Elf Uhr Abends, irgendwo zwischen dem Bahnhof „Zoologischen Garten“ und dem Beginn des Kurfürstendamms. Auf der anderen Straßenseite sehe ich die Ruine von dieser Kirche, deren Namen ich jetzt natürlich hätte googeln können, doch es verleiht der Geschichte mehr Authentizität, wenn ich so tue, als wisse ich ihn nicht.
Beidseitig der Bürgersteige liegen Filialen von Fast-Food-Franchises, die den Passanten Burger oder Sandwichs oder Donuts anbieten wollen. Letzteres ist für einen Touristen aus dem Süden oder Westen der Republik (keine genaueren Angaben!) eine Erwähnung wert, denn „DD“ gibt es bei uns nicht. Aber das nur am Rande.
Und vor irgendeiner dieser Filialen haben sie sich zusammengerottet: kahle oder stoppelige Schädel, die Oberkörper in gedrungenen Jacken und, um das Klischee abzurunden, Kampfstiefel. Die Farbe der Schnürsenkel lässt sich von meiner Straßenseite nicht erkennen, aber ob dieser Dresscode noch aktuell ist, weiß ich ehe nicht.

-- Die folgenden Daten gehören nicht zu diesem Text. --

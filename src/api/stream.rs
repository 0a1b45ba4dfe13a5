//! Per-user views over the bazaar cache.
//!
//! The cache is populated with loose thresholds; every read re-applies the
//! caller's own thresholds on top of it.

use futures_util::stream::{self, Stream, StreamExt};
use std::sync::Arc;

use crate::cache::{BazaarCache, FlipFeed};
use crate::config::FilterThresholds;
use crate::flippers::filter;
use crate::models::{CacheSnapshot, FoundFlip};

/// Cached flips that pass `thresholds`, in the order the cycle found them
pub fn filtered_snapshot(
    snapshot: &CacheSnapshot,
    thresholds: &FilterThresholds,
) -> Vec<Arc<FoundFlip>> {
    let mut entries: Vec<(&usize, &Arc<FoundFlip>)> = snapshot
        .iter()
        .filter(|(_, flip)| filter::passes::<FoundFlip>(flip, thresholds))
        .collect();
    entries.sort_unstable_by_key(|(index, _)| **index);
    entries.into_iter().map(|(_, flip)| flip.clone()).collect()
}

/// Unsubscribes its feed when the stream holding it is dropped
struct FeedGuard {
    cache: Arc<BazaarCache>,
    feed: FlipFeed,
}

impl Drop for FeedGuard {
    fn drop(&mut self) {
        self.cache.unsubscribe(&self.feed);
    }
}

/// Backlog from the current snapshot, then the next cycle's live flips.
///
/// Ends when that cycle closes the feed. The subscription is taken before
/// the snapshot is read, so a cycle finishing in between is covered by one
/// side or the other.
pub fn user_flip_stream(
    cache: Arc<BazaarCache>,
    thresholds: FilterThresholds,
) -> impl Stream<Item = Arc<FoundFlip>> + Send + 'static {
    let feed = cache.subscribe();
    let backlog = filtered_snapshot(&cache.get(), &thresholds);
    let guard = FeedGuard { cache, feed };

    let live = stream::unfold((guard, thresholds), |(mut guard, thresholds)| async move {
        loop {
            let flip = guard.feed.recv().await?;
            if filter::passes::<FoundFlip>(&flip, &thresholds) {
                return Some((flip, (guard, thresholds)));
            }
        }
    });

    stream::iter(backlog).chain(live)
}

„Ich (beleidigendes Verb) alle (ethnische Minderheit).“, ruft einer von ihnen in die Nacht. (im Rahmen von drohenden juristischen Konsequenzen spare ich an dieser Stelle die Details aus)
Natürlich ziehen sie so die Aufmerksamkeit von uns, den Normalen, auf sich. Aber eingreifen? Dazwischen gehen? Oder zumindest einmal ansprechen, was das soll? Wird keiner von uns machen. Stattdessen wenden wir geschlossen den Kopf ab, denken uns unseren Teil und gehen weiter, erleichtert nicht zu denen dazu zu gehören.
Es liegt nicht einmal daran, dass in den vergangenen Wochen in dieser Stadt medienwirksam zwei Menschen krankenhausreif geschlagen wurden. In jeder anderen Stadt würde ich mich genau so verhalten. Nichts zu tun und abwarten hat dieses Land zu dem gemacht, was es heute ist.
Ich, alleine gegen eine Horde von Nazis? Ich bitte euch … Wichtig ist doch nur, dass man gegen Nazis ist. Oder?